Серый Медведь сунул топорный клин под бронзовую ручку, подал на себя, перевернул топор, уцепил поплотнее клювом и рванул, вырывая с мясом. Открылась дыра, в которую стал виден засов, плотно прижавший дверь к косяку с той стороны. В отверстие кешуги проворно сунули камень, что плотно закрыл собою дыру.
Балестр, ударив молотом несколько раз, погнул и вырвал из креплений толстый бронзовый засов, а булыжник провалился внутрь, разворотив дыру в двери еще больше. Дверь едва с петель не слетела от мощного толчка ногой и распахнулась так скоро, что с грохотом ударилась о стену. Окунь влетел в залу первым, за ним Тунтун, Маграб и остальные, а когда что-то хлестко и протяжно загудело, Верна обрадовалась – то лучные тетивы пропели знакомую песню и по меньшей мере три десятка стрелков утыкали девятку, словно подушечку для иголок.
Скакнула в палату и едва не упала от неожиданности. Думала перепрыгнуть трупы своих телохранителей и нарваться на шальную стрелу, но парни стояли, как и стояли, свистел воздух, рассекаемый мечами, и валко, дробно падали наземь люди. Хотела сделать шаг, но не смогла, ноги будто отнялись, а глазами так и прикипела к лицу мрачного человека с горящим взглядом, что стоял у дальней стены и, простерев руки ко входу, что-то шептал.
– Глазищи черные, бровищи густые, голос хриплый, что-то говорит, замереть велит… – потерянно буркнула Верна.
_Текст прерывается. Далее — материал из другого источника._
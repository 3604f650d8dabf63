//! Theme client configuration — persisted to disk.

use crate::config::{default_config_path, load_json_config, save_json_config};
use crate::theme::error::Result;
use serde::{Deserialize, Serialize};
use std::path::{Path, PathBuf};
use std::time::Duration;

const CONFIG_FILE: &str = "theme_client.json";
const LABEL: &str = "Theme";

/// What a watcher tick does when the endpoint cannot produce a descriptor.
#[derive(Debug, Clone, Copy, PartialEq, Eq, Default, Serialize, Deserialize)]
#[serde(rename_all = "snake_case")]
pub enum OutagePolicy {
    /// Skip the tick and keep the current descriptor.
    #[default]
    HoldLastKnownGood,
    /// Treat the failure as the built-in default theme.
    RevertToDefault,
}

#[derive(Debug, Clone, PartialEq, Serialize, Deserialize)]
#[serde(default)]
pub struct ThemeClientConfig {
    /// Theme descriptor endpoint.
    pub endpoint: String,
    /// Seconds between reconciliation ticks.
    pub poll_interval_secs: u64,
    /// Per-request timeout in seconds.
    pub request_timeout_secs: u64,
    pub outage_policy: OutagePolicy,
}

impl Default for ThemeClientConfig {
    fn default() -> Self {
        Self {
            endpoint: "http://127.0.0.1:8000/api/theme/".to_string(),
            poll_interval_secs: 5,
            request_timeout_secs: 10,
            outage_policy: OutagePolicy::HoldLastKnownGood,
        }
    }
}

impl ThemeClientConfig {
    /// Config pointing at `endpoint`, everything else default.
    pub fn with_endpoint(endpoint: impl Into<String>) -> Self {
        Self {
            endpoint: endpoint.into(),
            ..Self::default()
        }
    }

    pub fn poll_interval(&self) -> Duration {
        // A zero interval would spin the watcher.
        Duration::from_secs(self.poll_interval_secs.max(1))
    }

    pub fn request_timeout(&self) -> Duration {
        Duration::from_secs(self.request_timeout_secs.max(1))
    }

    pub fn default_path() -> PathBuf {
        default_config_path(CONFIG_FILE)
    }
}

/// Load config from disk, falling back to defaults.
pub fn load_config(path: &Path) -> ThemeClientConfig {
    load_json_config(path, LABEL)
}

/// Save config to disk.
pub fn save_config(path: &Path, config: &ThemeClientConfig) -> Result<()> {
    save_json_config(path, config, LABEL)
}

#[cfg(test)]
mod tests {
    use super::*;

    #[test]
    fn defaults_match_the_documented_contract() {
        let config = ThemeClientConfig::default();
        assert_eq!(config.poll_interval(), Duration::from_secs(5));
        assert_eq!(config.outage_policy, OutagePolicy::HoldLastKnownGood);
        assert!(config.endpoint.ends_with("/api/theme/"));
    }

    #[test]
    fn partial_file_fills_defaults() {
        let tmp = tempfile::TempDir::new().unwrap();
        let path = tmp.path().join(CONFIG_FILE);
        std::fs::write(
            &path,
            r#"{ "endpoint": "https://example.com/api/theme/", "outage_policy": "revert_to_default" }"#,
        )
        .unwrap();

        let config = load_config(&path);
        assert_eq!(config.endpoint, "https://example.com/api/theme/");
        assert_eq!(config.outage_policy, OutagePolicy::RevertToDefault);
        assert_eq!(config.poll_interval_secs, 5);
        assert_eq!(config.request_timeout_secs, 10);
    }

    #[test]
    fn save_then_load_round_trips() {
        let tmp = tempfile::TempDir::new().unwrap();
        let path = tmp.path().join("cfg").join(CONFIG_FILE);
        let config = ThemeClientConfig {
            poll_interval_secs: 30,
            ..ThemeClientConfig::with_endpoint("http://localhost:9000/theme")
        };
        save_config(&path, &config).unwrap();
        assert_eq!(load_config(&path), config);
    }

    #[test]
    fn zero_interval_is_clamped() {
        let config = ThemeClientConfig {
            poll_interval_secs: 0,
            ..ThemeClientConfig::default()
        };
        assert_eq!(config.poll_interval(), Duration::from_secs(1));
    }
}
Обуяла странная леность – ни шагу ступить, ни рукой шевельнуть; глаза дымкой заволокло; все сущее сделалось нечетким, неярким; голова потяжелела, как будто в сон потянуло. Во всем мире остались только жуткие глаза человека у стены, черные, бездонные, смотрят, не отпускают. Ровно во сне видела парней, что положили на дощатый пол три или четыре десятка бойцов, а колдун с ворожачьими черными глазами оказался девятерым вовсе не помеха – едва не быстрее прежнего покромсали бойцов Кешуга и его самого.
Воины саддхута, будто изваяния, замерли в дверях позади Верны – вперед не ступить, назад не сдать – и широко раскрытыми глазами смотрели на то, как с врагами управляется страшный десяток. Несколько мгновений… и нет кешугов. Только воздух свистит под мечами да в глазах рябит от быстроты и жутковатой силищи. Клинки мелькали и свистели, ровно крылья ветряной мельницы, если бы вдруг подул ураганный ветрище; иной раз даже не видели, как бьют, лишь враги стонут и падают.
– А стрелы? Стрелы что же? – растерянно прошептала Верна.
Пол усеяли оперенные и смертоносные обрубки, где оперение, где наконечник. Не обломанные, а именно разрубленные – края древков не топорщились острыми, бесформенными сколами, а блестели аккуратными, ровными срезами: светлое дерево на темных, затертых стрелах.